Это было откровенным признанием безнадежности положения. Чувствуя недоброжелательство к себе и боясь быть выданным большевикам, Керенский бежал. Он бесследно пропал, как в воду канул… И в течение восьми месяцев скрывался в России. С этого момента имя его исчезает со страниц истории.
26 октября, вскоре после двух часов утра, все министры Временного правительства (за исключением Керенского и министра продовольствия Прокоповича) были арестованы в Зимнем дворце и под охраной красногвардейцев препровождены в Петропавловскую крепость, где еще с конца февраля месяца томились в заточении министры царского правительства. По сравнению с февральской революцией и восстанием 3-5 июля, захват власти большевиками был относительно бескровным.
Предвидя падение Временного правительства и неминуемый самосуд, быховские узники обдумывали и обсуждали план действий. Дон и казачество казались им единственным убежищем, сулившим возможность борьбы с надвигавшейся анархией.
Побег из тюрьмы не представлял больших трудностей. На этот случай были заготовлены револьверы и фальшивые документы. Вопрос бегства облегчался тем, что комиссия Шабловского и Ставка добились постепенного освобождения из-под ареста большинства заключенных. К концу октября в Быхове оставалось лишь пять генералов: Корнилов, Деникин, Лукомский, Романовский и Марков.
С момента захвата власти большевиками всякое промедление было бессмысленно и опасно. Крыленко с эшелоном матросов двигался к Могилеву.
«Утром 19 (ноября), - вспоминал генерал Деникин, - в тюрьму явился (из Ставки) полковник Генерального штаба Кусонский и доложил генералу Корнилову: «Через четыре часа Крыленко приедет в Могилев, который будет сдан Ставкой без боя. Генерал Духонин приказал вам доложить, что всем заключенным необходимо тотчас же покинуть Быхов».
Послав полковника Кусонского к Корнилову, генерал Духонин отлично отдавал отчет в том, что распоряжением освободить быховцев он подписал себе смертный приговор.
Духонин имел возможность скрыться, но он этого не сделал. «Я знаю, - говорил он своим приближенным, - что меня арестует Крыленко, а может быть, меня даже расстреляют. Но это смерть солдатская».
По старой традиции, как капитан тонущего корабля, он считал долгом разделить с ним свою участь.
«На другой день, - писал А. И. Деникин, - толпа матросов, диких и озлобленных, на глазах Главковерха Крыленко растерзала генерала Духонина и над трупом его жестоко надругалась.

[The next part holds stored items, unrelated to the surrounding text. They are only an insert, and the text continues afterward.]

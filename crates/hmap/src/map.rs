//! Declarative usage maps supplied by child drivers.
//!
//! A map is a `&'static [MapItem]`. Rows are built with the `const`
//! constructors below:
//!
//! ```rust
//! use hmap::codes::{BTN_LEFT, REL_X};
//! use hmap::map::{MapItem, UsageMap};
//! use hmap::usage::{button, generic_desktop};
//!
//! static MOUSE_MAP: UsageMap = &[
//!     MapItem::key("BTN_LEFT", button(1), BTN_LEFT).required(),
//!     MapItem::rel("X", generic_desktop::X, REL_X),
//! ];
//! # assert_eq!(MOUSE_MAP.len(), 2);
//! ```

use crate::codes::{EV_ABS, EV_KEY, EV_REL};
use crate::error::CallbackResult;
use crate::location::Location;
use crate::sink::EvdevSink;
use crate::usage::Usage;

pub type UsageMap = &'static [MapItem];

/// Phase in which a map callback is invoked.
#[derive(Debug, Clone, Copy, PartialEq, Eq)]
pub enum CallbackState<'a> {
    /// Device attach; announce extra capabilities here.
    Attaching,
    /// A bound item was extracted from a report.
    Running {
        usage: Usage,
        location: &'a Location,
        value: i32,
    },
    /// All records of a report were dispatched (completion rows only).
    ReportDone,
    Detaching,
}

/// Callback signature shared by item and completion rows.
pub type MapCallback = fn(&mut dyn EvdevSink, CallbackState<'_>) -> CallbackResult;

/// Which main-item flavour a row accepts.
#[derive(Debug, Clone, Copy, PartialEq, Eq)]
pub enum RelAbs {
    Any,
    Relative,
    Absolute,
}

impl RelAbs {
    pub fn admits(self, relative: bool) -> bool {
        match self {
            Self::Any => true,
            Self::Relative => relative,
            Self::Absolute => !relative,
        }
    }
}

#[derive(Clone, Copy)]
pub enum Payload {
    Event { ev_type: u16, code: u16 },
    Callback(MapCallback),
    Completion(MapCallback),
}

impl std::fmt::Debug for Payload {
    fn fmt(&self, f: &mut std::fmt::Formatter<'_>) -> std::fmt::Result {
        match self {
            Self::Event { ev_type, code } => f
                .debug_struct("Event")
                .field("ev_type", ev_type)
                .field("code", code)
                .finish(),
            Self::Callback(_) => f.write_str("Callback"),
            Self::Completion(_) => f.write_str("Completion"),
        }
    }
}

/// One row of a usage map.
#[derive(Debug, Clone, Copy)]
pub struct MapItem {
    pub name: &'static str,
    pub usage: Usage,
    pub payload: Payload,
    pub required: bool,
    pub relabs: RelAbs,
}

impl MapItem {
    const fn event(name: &'static str, usage: Usage, ev_type: u16, code: u16, relabs: RelAbs) -> Self {
        Self {
            name,
            usage,
            payload: Payload::Event { ev_type, code },
            required: false,
            relabs,
        }
    }

    const fn callback(name: &'static str, usage: Usage, cb: MapCallback, relabs: RelAbs) -> Self {
        Self {
            name,
            usage,
            payload: Payload::Callback(cb),
            required: false,
            relabs,
        }
    }

    pub const fn key(name: &'static str, usage: Usage, code: u16) -> Self {
        Self::event(name, usage, EV_KEY, code, RelAbs::Any)
    }

    pub const fn rel(name: &'static str, usage: Usage, code: u16) -> Self {
        Self::event(name, usage, EV_REL, code, RelAbs::Relative)
    }

    pub const fn abs(name: &'static str, usage: Usage, code: u16) -> Self {
        Self::event(name, usage, EV_ABS, code, RelAbs::Absolute)
    }

    pub const fn any_cb(name: &'static str, usage: Usage, cb: MapCallback) -> Self {
        Self::callback(name, usage, cb, RelAbs::Any)
    }

    pub const fn rel_cb(name: &'static str, usage: Usage, cb: MapCallback) -> Self {
        Self::callback(name, usage, cb, RelAbs::Relative)
    }

    pub const fn abs_cb(name: &'static str, usage: Usage, cb: MapCallback) -> Self {
        Self::callback(name, usage, cb, RelAbs::Absolute)
    }

    /// Row invoked once per report after all items, and at attach/detach.
    pub const fn completion(name: &'static str, cb: MapCallback) -> Self {
        Self {
            name,
            usage: Usage::new(0, 0),
            payload: Payload::Completion(cb),
            required: false,
            relabs: RelAbs::Any,
        }
    }

    /// Fail attach when this row binds nothing.
    pub const fn required(mut self) -> Self {
        self.required = true;
        self
    }

    pub const fn has_cb(&self) -> bool {
        matches!(self.payload, Payload::Callback(_) | Payload::Completion(_))
    }

    pub const fn is_completion(&self) -> bool {
        matches!(self.payload, Payload::Completion(_))
    }

    /// `(type, code)` of an event row.
    pub const fn event_code(&self) -> Option<(u16, u16)> {
        match self.payload {
            Payload::Event { ev_type, code } => Some((ev_type, code)),
            _ => None,
        }
    }

    pub const fn is_key(&self) -> bool {
        matches!(self.payload, Payload::Event { ev_type: EV_KEY, .. })
    }
}
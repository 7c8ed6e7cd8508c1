//! Allocation tracking for the report dispatch path.
//!
//! Install [`TrackingAllocator`] as the `#[global_allocator]` of a test
//! binary, then wrap the code under test in [`track`] and check the guard
//! with [`assert_no_alloc!`](crate::assert_no_alloc).

use std::alloc::{GlobalAlloc, Layout, System};
use std::cell::Cell;

thread_local! {
    static ALLOCS: Cell<usize> = const { Cell::new(0) };
    static ALLOC_BYTES: Cell<usize> = const { Cell::new(0) };
    static ARMED: Cell<u32> = const { Cell::new(0) };
}

fn armed() -> bool {
    ARMED.with(|a| a.get() > 0)
}

fn record(bytes: usize) {
    ALLOCS.with(|c| c.set(c.get().saturating_add(1)));
    ALLOC_BYTES.with(|b| b.set(b.get().saturating_add(bytes)));
}

/// System allocator that counts allocations made on the current thread
/// while a [`AllocationGuard`] is alive.
pub struct TrackingAllocator;

unsafe impl GlobalAlloc for TrackingAllocator {
    unsafe fn alloc(&self, layout: Layout) -> *mut u8 {
        let ptr = unsafe { System.alloc(layout) };
        if !ptr.is_null() && armed() {
            record(layout.size());
        }
        ptr
    }

    unsafe fn alloc_zeroed(&self, layout: Layout) -> *mut u8 {
        let ptr = unsafe { System.alloc_zeroed(layout) };
        if !ptr.is_null() && armed() {
            record(layout.size());
        }
        ptr
    }

    unsafe fn dealloc(&self, ptr: *mut u8, layout: Layout) {
        unsafe { System.dealloc(ptr, layout) };
    }

    unsafe fn realloc(&self, ptr: *mut u8, layout: Layout, new_size: usize) -> *mut u8 {
        let new_ptr = unsafe { System.realloc(ptr, layout, new_size) };
        if !new_ptr.is_null() && armed() {
            record(new_size.saturating_sub(layout.size()));
        }
        new_ptr
    }
}

/// Counts allocations between its creation and drop.
///
/// Guards nest; tracking stays armed until the outermost guard drops.
pub struct AllocationGuard {
    start_count: usize,
    start_bytes: usize,
}

impl AllocationGuard {
    pub fn new() -> Self {
        ARMED.with(|a| a.set(a.get().saturating_add(1)));
        Self {
            start_count: ALLOCS.with(Cell::get),
            start_bytes: ALLOC_BYTES.with(Cell::get),
        }
    }

    pub fn allocations(&self) -> usize {
        ALLOCS.with(Cell::get).saturating_sub(self.start_count)
    }

    pub fn bytes(&self) -> usize {
        ALLOC_BYTES.with(Cell::get).saturating_sub(self.start_bytes)
    }

    pub fn has_allocations(&self) -> bool {
        self.allocations() > 0
    }
}

impl Default for AllocationGuard {
    fn default() -> Self {
        Self::new()
    }
}

impl Drop for AllocationGuard {
    fn drop(&mut self) {
        ARMED.with(|a| a.set(a.get().saturating_sub(1)));
    }
}

pub fn track() -> AllocationGuard {
    AllocationGuard::new()
}

/// Panic if the guard observed any allocation.
#[macro_export]
macro_rules! assert_no_alloc {
    ($guard:expr) => {
        $crate::assert_no_alloc!($guard, "tracked section")
    };
    ($guard:expr, $context:expr) => {{
        let guard = &$guard;
        let allocs = guard.allocations();
        if allocs > 0 {
            panic!(
                "allocation in '{}': {} allocations ({} bytes) at {}:{}",
                $context,
                allocs,
                guard.bytes(),
                file!(),
                line!()
            );
        }
    }};
}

…А бюрократическая Ставка, - с укором продолжал Деникин, - верная своей традиции «аполитичности»… в тот день, когда терзали Верховного Главнокомандующего, в лице своих старших представителей приветствовала нового Главковерха!…»
Духонинское «непротивление злу» не могло найти отклика в душе Деникина. Он эту черту не понимал и осуждал; считал, что генерал Духонин безнадежно запутался «в пучине всех противоречий, брошенных в жизнь революцией». И, тем не менее, на Духонина он всегда смотрел как на человека безупречно честного и к памяти его относился с глубоким уважением.
Выслушав доклад полковника Кусонского, генерал Корнилов тут же распорядился, чтобы верный ему текинский конный полк был готов к выступлению из Быхова в полночь с 19 на 20 ноября. Он решил идти с полком. Корнилову было проще и безопаснее, переодевались и изменив свою наружность, двигаться на юг в одиночку. Но он был привязан к текинцам и считал своей обязанностью разделить их участь. Это обстоятельство, как отметил потом Деникин, чуть не стоило ему жизни.
Рота Георгиевского полка приняла известие об освобождении генералов без вопросов и протеста. Наоборот, при прощании солдаты провожали их добрым словом: дай вам Бог, не поминайте лихом…
Остальные генералы, кроме Корнилова, сговорившись между собой встретиться в Новочеркасске на Дону, переоделись и, как говорил Антон Иванович, «изменили свой внешний облик». Это было необходимо: их наружность слишком хорошо была известна в армии, и по дороге их могли легко опознать, Каждый из них в одиночку отправлялся в далекий и опасный путь. Лишь Романовский и Марков решили пробираться на Дон вместе. Они воспользовались предложением полковника Кусонского ехать с ним на паровозе до Киева, куда он командировался с особым поручением. Романовский остался в офицерской форме, заменив лишь погоны генерала погонами прапорщика. Марков же переоделся рядовым солдатом. Играя роль денщика Романовского, он удачно подражал распущенной манере «товарищей».